Hicham El-Zein, PhD candidate
David R. Cheriton School of Computer Science
In modern computation the volume of data-sets has increased dramatically. Since the majority of these data-sets are stored in internal memory, reducing their storage requirement is an important research topic. One way of reducing storage is using compression schemes. However, standard compression techniques alone are useless as a tool in the context of handling data in main memory since the whole data has to be entirely decompressed to answer queries about a small fraction of the data. Succinct and compact data structures attempt to deal with this shortcoming by maintaining the data in compressed form with extra data structures over it in a way that allows efficient access and query of the data.
Succinct and compact data structures are data structures that emphasize space efficiency. The goal is to occupy as little space as possible while maintaining an efficient query time. More precisely, succinct data structures are data structures whose size is within the information theoretic lower bound plus a lower order term, while compact data structures are data structures whose size is constant factor from the information theoretic lower bound.
In general, the goal is to dramatically reduce the storage cost for structural information.

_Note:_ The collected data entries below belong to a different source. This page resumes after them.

use serde_json::{json, Map, Value};
use thiserror::Error;

#[derive(Error, Debug)]
pub enum SectionError {
    #[error("Unknown section: {0}")]
    UnknownSection(String),
}

/// The fixed set of display sections, in place of a per-section renderer
/// reference stored as data.
#[derive(Debug, Clone, Copy, PartialEq, Eq)]
pub enum SectionKind {
    Main,
    Metrics,
    AirQuality,
    Precipitation,
    UvIndex,
    WindForecast,
    PollenCount,
    Astronomy,
    WeatherMap,
    Alerts,
    Hourly,
    Daily,
}

impl SectionKind {
    /// Stable identifier used to address a section in the registry.
    pub fn key(self) -> &'static str {
        match self {
            Self::Main => "main",
            Self::Metrics => "metrics",
            Self::AirQuality => "aqi",
            Self::Precipitation => "precipitation",
            Self::UvIndex => "uvIndex",
            Self::WindForecast => "windForecast",
            Self::PollenCount => "pollenCount",
            Self::Astronomy => "astronomy",
            Self::WeatherMap => "weatherMap",
            Self::Alerts => "alerts",
            Self::Hourly => "hourly",
            Self::Daily => "daily",
        }
    }

    pub fn title(self) -> &'static str {
        match self {
            Self::Main => "Current Conditions",
            Self::Metrics => "Weather Metrics",
            Self::AirQuality => "Air Quality Index",
            Self::Precipitation => "Precipitation Forecast",
            Self::UvIndex => "UV Index",
            Self::WindForecast => "Wind Forecast",
            Self::PollenCount => "Pollen Count",
            Self::Astronomy => "Astronomy",
            Self::WeatherMap => "Weather Map",
            Self::Alerts => "Weather Alerts",
            Self::Hourly => "Hourly Forecast",
            Self::Daily => "Daily Forecast",
        }
    }
}

#[derive(Debug, Clone, PartialEq)]
pub struct Section {
    pub kind: SectionKind,
    pub props: Map<String, Value>,
}

/// Ordered list of sections addressed by key. Updates produce a new registry
/// so a renderer can diff against the previous one; section order and
/// membership never change after construction.
#[derive(Debug, Clone, PartialEq)]
pub struct SectionRegistry {
    sections: Vec<Section>,
}

impl SectionRegistry {
    /// Registry seeded with the placeholder data shown before the first fetch.
    pub fn with_sample_data() -> Self {
        let sections = vec![
            section(
                SectionKind::Main,
                json!({
                    "city": "San Francisco",
                    "region": "CA",
                    "temperature": "72",
                    "condition": "Partly Cloudy",
                    "feelsLike": "70",
                    "highTemp": "75",
                    "lowTemp": "65",
                    "lastUpdated": "2:30 PM",
                    "sunrise": "6:42 AM",
                    "sunset": "7:23 PM",
                }),
            ),
            section(
                SectionKind::Metrics,
                json!({
                    "city": "San Francisco",
                    "windSpeed": 8.5,
                    "windDirection": 247.5,
                    "pressure": 1013,
                    "humidity": 45,
                }),
            ),
            section(
                SectionKind::AirQuality,
                json!({ "aqi": 42, "description": "Good" }),
            ),
            section(
                SectionKind::Precipitation,
                json!({
                    "forecast": [
                        { "time": "3 PM", "type": "rain", "amount": "0.1 mm" },
                        { "time": "4 PM", "type": "rain", "amount": "0.3 mm" },
                        { "time": "5 PM", "type": "rain", "amount": "0.2 mm" },
                        { "time": "6 PM", "type": "rain", "amount": "0.1 mm" },
                        { "time": "7 PM", "type": "snow", "amount": "0.5 mm" },
                    ],
                }),
            ),
            section(
                SectionKind::UvIndex,
                json!({
                    "currentUv": 6,
                    "forecast": [
                        { "time": "12 PM", "uv": 5 },
                        { "time": "1 PM", "uv": 6 },
                        { "time": "2 PM", "uv": 7 },
                        { "time": "3 PM", "uv": 6 },
                        { "time": "4 PM", "uv": 5 },
                    ],
                }),
            ),
            section(
                SectionKind::WindForecast,
                json!({
                    "currentWind": { "speed": 10, "direction": 225 },
                    "forecast": [
                        { "time": "12 PM", "speed": 12, "direction": 240 },
                        { "time": "1 PM", "speed": 11, "direction": 235 },
                        { "time": "2 PM", "speed": 13, "direction": 230 },
                        { "time": "3 PM", "speed": 12, "direction": 225 },
                        { "time": "4 PM", "speed": 10, "direction": 220 },
                    ],
                }),
            ),
            section(
                SectionKind::PollenCount,
                json!({
                    "overall": 5.6,
                    "types": [
                        { "name": "Tree", "count": 3.2 },
                        { "name": "Grass", "count": 6.8 },
                        { "name": "Weed", "count": 4.5 },
                        { "name": "Mold", "count": 2.1 },
                    ],
                }),
            ),
            section(
                SectionKind::Astronomy,
                json!({
                    "moonPhase": "Waxing Crescent",
                    "moonrise": "3:45 PM",
                    "moonset": "2:30 AM",
                    "starVisibility": "Good",
                }),
            ),
            section(
                SectionKind::WeatherMap,
                json!({
                    "region": { "latitude": 29.8543, "longitude": 77.888 },
                    "weatherData": [
                        { "latitude": 29.8543, "longitude": 77.888, "weight": 1.0 },
                        { "latitude": 29.855, "longitude": 77.889, "weight": 0.8 },
                        { "latitude": 29.854, "longitude": 77.887, "weight": 0.6 },
                        { "latitude": 29.856, "longitude": 77.886, "weight": 0.7 },
                        { "latitude": 29.853, "longitude": 77.89, "weight": 0.5 },
                    ],
                }),
            ),
            section(
                SectionKind::Alerts,
                json!({
                    "alerts": [
                        {
                            "title": "Severe Thunderstorm Warning",
                            "description": "Possible hail and strong winds expected in the area.",
                            "expirationTime": "8:00 PM",
                        },
                        {
                            "title": "Flash Flood Watch",
                            "description": "Heavy rainfall may lead to flash flooding in low-lying areas.",
                            "expirationTime": "10:00 PM",
                        },
                    ],
                }),
            ),
            section(SectionKind::Hourly, json!({})),
            section(SectionKind::Daily, json!({})),
        ];

        Self { sections }
    }

    /// Replaces the props of the section with the given key, returning an
    /// updated copy of the registry. Unknown keys are an error, never an
    /// insertion.
    pub fn update_section(
        &self,
        key: &str,
        props: Map<String, Value>,
    ) -> Result<Self, SectionError> {
        let index = self
            .sections
            .iter()
            .position(|s| s.kind.key() == key)
            .ok_or_else(|| SectionError::UnknownSection(key.to_string()))?;

        let mut sections = self.sections.clone();
        sections[index].props = props;
        Ok(Self { sections })
    }

    pub fn get(&self, key: &str) -> Option<&Section> {
        self.sections.iter().find(|s| s.kind.key() == key)
    }

    pub fn iter(&self) -> impl Iterator<Item = &Section> {
        self.sections.iter()
    }

    pub fn len(&self) -> usize {
        self.sections.len()
    }

    pub fn is_empty(&self) -> bool {
        self.sections.is_empty()
    }
}

fn section(kind: SectionKind, props: Value) -> Section {
    Section {
        kind,
        props: props_from(props),
    }
}

/// Extracts the object map from a `json!` literal; non-objects become an
/// empty bundle.
pub fn props_from(value: Value) -> Map<String, Value> {
    match value {
        Value::Object(map) => map,
        _ => Map::new(),
    }
}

For example, a suffix tree is a data structure that permits us to find all occurrences of a query string in time linear to the query. This is crucial in many applications including queries about the human genome. In that particular case, the suffix tree, naively implemented, takes about 80 times as much space as the raw data. Succinct methods reduces this to a factor of about 2. Moreover, this enables data structures to be stored in a faster (smaller) level of memory and so permit queries to be answered much more quickly.
In this thesis, we study succinct and compact data structures for various combinatorial objects.